WORK ORDER:
If a line in the data below contains "PathBuf", copy it.

·····

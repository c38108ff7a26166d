//! File-backed storage backend.

use std::fs;
use std::io::ErrorKind;
use std::path::{Path, PathBuf};

use fieldwork_core::SnapshotScope;

use crate::backend::ScopedStore;
use crate::error::StoreError;

/// File-backed [`ScopedStore`].
///
/// Each scope maps to a subdirectory of the root (`tab/`, `shared/`),
/// each key to one `.json` file inside it. Keys are reduced to
/// `[A-Za-z0-9_-]` so they always map to a plain file name.
#[derive(Debug, Clone)]
pub struct FileStore {
    root: PathBuf,
}

impl FileStore {
    /// Create a store rooted at `root`. Directories are created lazily on
    /// first write.
    pub fn new(root: impl Into<PathBuf>) -> Self {
        Self { root: root.into() }
    }

    /// Root directory of the store.
    pub fn root(&self) -> &Path {
        &self.root
    }

    fn path_for(&self, scope: SnapshotScope, key: &str) -> PathBuf {
        self.root
            .join(scope.name())
            .join(format!("{}.json", sanitize_key(key)))
    }
}

/// Replace every character outside `[A-Za-z0-9_-]` with `_`.
fn sanitize_key(key: &str) -> String {
    key.chars()
        .map(|c| {
            if c.is_ascii_alphanumeric() || c == '_' || c == '-' {
                c
            } else {
                '_'
            }
        })
        .collect()
}

impl ScopedStore for FileStore {
    fn read(&self, scope: SnapshotScope, key: &str) -> Result<Option<String>, StoreError> {
        match fs::read_to_string(self.path_for(scope, key)) {
            Ok(value) => Ok(Some(value)),
            Err(e) if e.kind() == ErrorKind::NotFound => Ok(None),
            Err(e) => Err(StoreError::Io(e)),
        }
    }

    fn write(&self, scope: SnapshotScope, key: &str, value: &str) -> Result<(), StoreError> {
        let path = self.path_for(scope, key);
        if let Some(parent) = path.parent() {
            fs::create_dir_all(parent)?;
        }
        fs::write(&path, value)?;
        Ok(())
    }

    fn remove(&self, scope: SnapshotScope, key: &str) -> Result<(), StoreError> {
        match fs::remove_file(self.path_for(scope, key)) {
            Ok(()) => Ok(()),
            Err(e) if e.kind() == ErrorKind::NotFound => Ok(()),
            Err(e) => Err(StoreError::Io(e)),
        }
    }
}

// ---------------------------------------------------------------------------
// Tests
// ---------------------------------------------------------------------------
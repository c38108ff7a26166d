//! The session engine: one participant's run through a questionnaire.
//!
//! [`SessionEngine`] owns the mutable session state and orchestrates the
//! pure domain logic in `fieldwork_core` against the three effectful
//! seams: the backend [`ResponseGateway`], the scoped snapshot store,
//! and the event bus. Every committed mutation persists a snapshot
//! synchronously before the call returns; backend writes ride behind it
//! as fire-and-forget autosaves so a flaky network never blocks
//! answering.
//!
//! Lifecycle: [`SessionEngine::launch`] resolves identity and restores
//! or starts the session, gate methods ([`begin`](SessionEngine::begin),
//! [`register`](SessionEngine::register),
//! [`finish_intro`](SessionEngine::finish_intro)) move it to
//! `InProgress`, answering and navigation mutate it, and
//! [`submit`](SessionEngine::submit) /
//! [`force_submit`](SessionEngine::force_submit) land it on a terminal
//! phase.

use std::collections::{BTreeMap, BTreeSet};
use std::sync::atomic::{AtomicBool, Ordering};
use std::sync::Arc;

use chrono::{DateTime, Utc};
use serde_json::json;

use fieldwork_core::access::{
    self, guest_participant_id, staging_token, AccessMode, Identity, LaunchParams, Resolution,
};
use fieldwork_core::comments::{comment_allowed, validate_comment};
use fieldwork_core::completeness;
use fieldwork_core::localization::{self, LanguageRequirement};
use fieldwork_core::navigation::{self, NavOutcome, Pointer};
use fieldwork_core::phase::{state_machine, SessionPhase};
use fieldwork_core::poll::{self, PollOutcome};
use fieldwork_core::question::{AnswerMap, AnswerValue, Question};
use fieldwork_core::questionnaire::{Questionnaire, RegistrationFlow};
use fieldwork_core::registration::RegistrationForm;
use fieldwork_core::scoring::{self, AnswerFeedback, AssessmentOutcome, Verdict};
use fieldwork_core::snapshot::{SessionSnapshot, SnapshotScope};
use fieldwork_core::types::{EpochMillis, QuestionId};
use fieldwork_core::video::{self, ResumeOffer};
use fieldwork_core::visibility::{filter_sections, SectionView};
use fieldwork_core::CoreError;
use fieldwork_events::bus::{names, EventBus, SessionEvent};
use fieldwork_platform::types::{
    LinkStagedRequest, PollAnswerOutcome, PollAnswerRequest, RegisterOutcome, RegisterRequest,
    RegistrationData, SaveOutcome, SaveProgressRequest, StageRequest, SubmissionReceipt,
    SubmitOutcome, SubmitRequest, VideoProgressQuery, VideoProgressRequest,
};
use fieldwork_platform::{PlatformApiError, ResponseGateway};
use fieldwork_store::{RestoreDecision, ScopedStore, SnapshotRepo, StagingRepo, StoreError};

·····

REPLY:
use std::path::{Path, PathBuf};
    root: PathBuf,
    pub fn new(root: impl Into<PathBuf>) -> Self {
    fn path_for(&self, scope: SnapshotScope, key: &str) -> PathBuf {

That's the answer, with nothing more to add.